- Opening Delimiter -

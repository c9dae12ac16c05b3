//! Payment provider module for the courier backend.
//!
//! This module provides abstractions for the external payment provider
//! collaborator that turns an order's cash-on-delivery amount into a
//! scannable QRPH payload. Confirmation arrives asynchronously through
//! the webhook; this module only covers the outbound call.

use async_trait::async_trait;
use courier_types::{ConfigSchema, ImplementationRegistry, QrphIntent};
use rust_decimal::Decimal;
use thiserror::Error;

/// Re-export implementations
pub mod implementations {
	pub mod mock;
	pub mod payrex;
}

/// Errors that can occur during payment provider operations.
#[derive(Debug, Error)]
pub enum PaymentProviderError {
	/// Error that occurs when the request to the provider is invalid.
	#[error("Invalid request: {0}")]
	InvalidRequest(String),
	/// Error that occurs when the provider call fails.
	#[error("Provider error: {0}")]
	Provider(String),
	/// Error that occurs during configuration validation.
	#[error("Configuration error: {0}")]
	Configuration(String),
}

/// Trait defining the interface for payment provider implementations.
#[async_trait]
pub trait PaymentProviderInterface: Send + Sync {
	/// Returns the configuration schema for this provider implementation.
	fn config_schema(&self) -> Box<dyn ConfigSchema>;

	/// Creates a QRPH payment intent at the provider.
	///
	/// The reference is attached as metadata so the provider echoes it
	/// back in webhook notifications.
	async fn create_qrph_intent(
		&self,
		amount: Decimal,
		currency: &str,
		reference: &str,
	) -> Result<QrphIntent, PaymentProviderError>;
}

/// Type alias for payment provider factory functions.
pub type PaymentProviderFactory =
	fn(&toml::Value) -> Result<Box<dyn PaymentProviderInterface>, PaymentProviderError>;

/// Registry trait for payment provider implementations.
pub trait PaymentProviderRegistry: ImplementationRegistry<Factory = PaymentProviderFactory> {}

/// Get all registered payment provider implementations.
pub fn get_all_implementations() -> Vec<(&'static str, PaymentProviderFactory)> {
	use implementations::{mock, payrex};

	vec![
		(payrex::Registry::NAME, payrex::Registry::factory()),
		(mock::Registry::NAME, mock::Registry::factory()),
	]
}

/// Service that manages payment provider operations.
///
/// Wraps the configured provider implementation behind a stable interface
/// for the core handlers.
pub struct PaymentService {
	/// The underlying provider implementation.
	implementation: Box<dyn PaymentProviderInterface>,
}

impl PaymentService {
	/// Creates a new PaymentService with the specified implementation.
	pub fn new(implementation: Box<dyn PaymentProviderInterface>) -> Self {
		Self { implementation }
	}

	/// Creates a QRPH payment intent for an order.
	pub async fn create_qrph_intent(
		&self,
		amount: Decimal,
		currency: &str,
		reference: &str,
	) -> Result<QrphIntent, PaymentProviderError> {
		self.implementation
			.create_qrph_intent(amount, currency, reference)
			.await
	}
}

- Closing Delimiter -
- Opening Delimiter -

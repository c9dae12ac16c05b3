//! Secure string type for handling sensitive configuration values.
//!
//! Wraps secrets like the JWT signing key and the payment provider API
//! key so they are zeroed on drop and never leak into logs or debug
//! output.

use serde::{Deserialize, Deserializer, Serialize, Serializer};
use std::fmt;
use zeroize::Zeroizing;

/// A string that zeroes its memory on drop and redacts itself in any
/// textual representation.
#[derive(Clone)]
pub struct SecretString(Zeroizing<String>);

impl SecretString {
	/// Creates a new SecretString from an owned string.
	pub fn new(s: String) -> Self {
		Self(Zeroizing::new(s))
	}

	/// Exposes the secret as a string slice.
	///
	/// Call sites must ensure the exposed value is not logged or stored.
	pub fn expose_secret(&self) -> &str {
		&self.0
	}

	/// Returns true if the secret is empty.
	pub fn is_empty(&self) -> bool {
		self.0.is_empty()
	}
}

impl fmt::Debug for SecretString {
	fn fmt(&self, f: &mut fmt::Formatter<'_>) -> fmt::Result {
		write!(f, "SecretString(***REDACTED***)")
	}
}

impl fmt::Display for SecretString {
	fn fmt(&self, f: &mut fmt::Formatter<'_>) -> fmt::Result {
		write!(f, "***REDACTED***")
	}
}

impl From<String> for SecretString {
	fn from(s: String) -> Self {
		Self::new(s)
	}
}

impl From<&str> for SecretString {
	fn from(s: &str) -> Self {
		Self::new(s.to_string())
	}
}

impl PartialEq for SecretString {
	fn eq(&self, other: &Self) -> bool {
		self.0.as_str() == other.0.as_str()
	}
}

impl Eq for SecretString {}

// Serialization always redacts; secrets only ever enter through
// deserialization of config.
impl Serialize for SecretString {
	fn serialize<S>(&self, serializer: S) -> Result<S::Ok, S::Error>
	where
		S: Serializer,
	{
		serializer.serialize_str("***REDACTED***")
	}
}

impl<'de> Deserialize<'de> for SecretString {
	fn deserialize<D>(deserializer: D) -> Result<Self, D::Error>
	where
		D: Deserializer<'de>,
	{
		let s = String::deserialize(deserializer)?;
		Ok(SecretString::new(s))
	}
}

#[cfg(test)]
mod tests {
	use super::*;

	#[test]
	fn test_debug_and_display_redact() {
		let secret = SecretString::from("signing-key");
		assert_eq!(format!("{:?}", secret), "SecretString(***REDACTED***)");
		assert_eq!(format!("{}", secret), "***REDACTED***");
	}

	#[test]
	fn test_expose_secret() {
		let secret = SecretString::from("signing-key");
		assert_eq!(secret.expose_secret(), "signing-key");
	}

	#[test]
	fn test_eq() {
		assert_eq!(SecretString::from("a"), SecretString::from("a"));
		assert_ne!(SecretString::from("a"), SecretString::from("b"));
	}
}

- Closing Delimiter -
- Opening Delimiter -

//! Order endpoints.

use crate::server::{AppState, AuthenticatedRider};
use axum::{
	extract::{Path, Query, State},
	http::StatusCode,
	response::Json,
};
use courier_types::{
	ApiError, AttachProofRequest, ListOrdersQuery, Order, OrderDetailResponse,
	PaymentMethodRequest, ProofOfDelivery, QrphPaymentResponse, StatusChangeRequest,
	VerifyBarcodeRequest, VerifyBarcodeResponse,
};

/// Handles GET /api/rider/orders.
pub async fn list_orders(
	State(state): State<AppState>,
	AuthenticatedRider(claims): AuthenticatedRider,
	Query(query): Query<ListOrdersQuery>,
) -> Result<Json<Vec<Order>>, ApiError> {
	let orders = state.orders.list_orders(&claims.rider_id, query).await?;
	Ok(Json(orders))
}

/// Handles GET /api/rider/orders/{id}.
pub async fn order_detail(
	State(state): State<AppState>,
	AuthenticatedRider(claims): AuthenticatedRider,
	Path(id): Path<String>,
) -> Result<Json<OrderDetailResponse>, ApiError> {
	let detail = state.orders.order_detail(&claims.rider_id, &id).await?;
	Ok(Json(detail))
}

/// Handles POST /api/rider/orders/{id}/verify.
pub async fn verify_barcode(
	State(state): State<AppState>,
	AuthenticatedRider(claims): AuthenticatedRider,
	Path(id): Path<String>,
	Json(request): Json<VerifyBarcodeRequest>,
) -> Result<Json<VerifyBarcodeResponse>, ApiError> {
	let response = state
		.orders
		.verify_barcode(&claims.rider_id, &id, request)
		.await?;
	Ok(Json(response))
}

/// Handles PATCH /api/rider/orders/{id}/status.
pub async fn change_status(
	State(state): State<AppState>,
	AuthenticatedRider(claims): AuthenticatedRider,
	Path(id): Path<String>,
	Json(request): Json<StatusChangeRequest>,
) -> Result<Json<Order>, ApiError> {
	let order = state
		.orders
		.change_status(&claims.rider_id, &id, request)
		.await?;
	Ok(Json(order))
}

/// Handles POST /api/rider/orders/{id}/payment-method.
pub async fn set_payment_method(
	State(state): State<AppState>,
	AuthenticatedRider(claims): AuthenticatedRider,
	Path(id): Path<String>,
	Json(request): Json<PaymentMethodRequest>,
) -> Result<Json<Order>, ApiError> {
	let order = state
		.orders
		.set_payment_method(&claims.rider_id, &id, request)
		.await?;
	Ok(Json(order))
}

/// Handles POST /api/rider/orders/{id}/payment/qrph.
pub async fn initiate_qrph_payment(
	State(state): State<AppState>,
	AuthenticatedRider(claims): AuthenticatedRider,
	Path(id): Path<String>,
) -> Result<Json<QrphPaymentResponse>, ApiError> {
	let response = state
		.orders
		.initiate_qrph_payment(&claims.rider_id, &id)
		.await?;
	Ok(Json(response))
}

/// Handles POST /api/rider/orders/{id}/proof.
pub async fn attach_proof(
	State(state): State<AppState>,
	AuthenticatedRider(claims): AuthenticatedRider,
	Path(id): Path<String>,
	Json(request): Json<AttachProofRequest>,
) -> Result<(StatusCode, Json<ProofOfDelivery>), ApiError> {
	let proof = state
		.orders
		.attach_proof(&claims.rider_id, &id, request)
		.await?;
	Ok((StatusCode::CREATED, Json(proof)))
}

- Closing Delimiter -

Go through the records, tally the lines holding the word "VerifyBarcodeResponse", and give only the tally.

Response: 2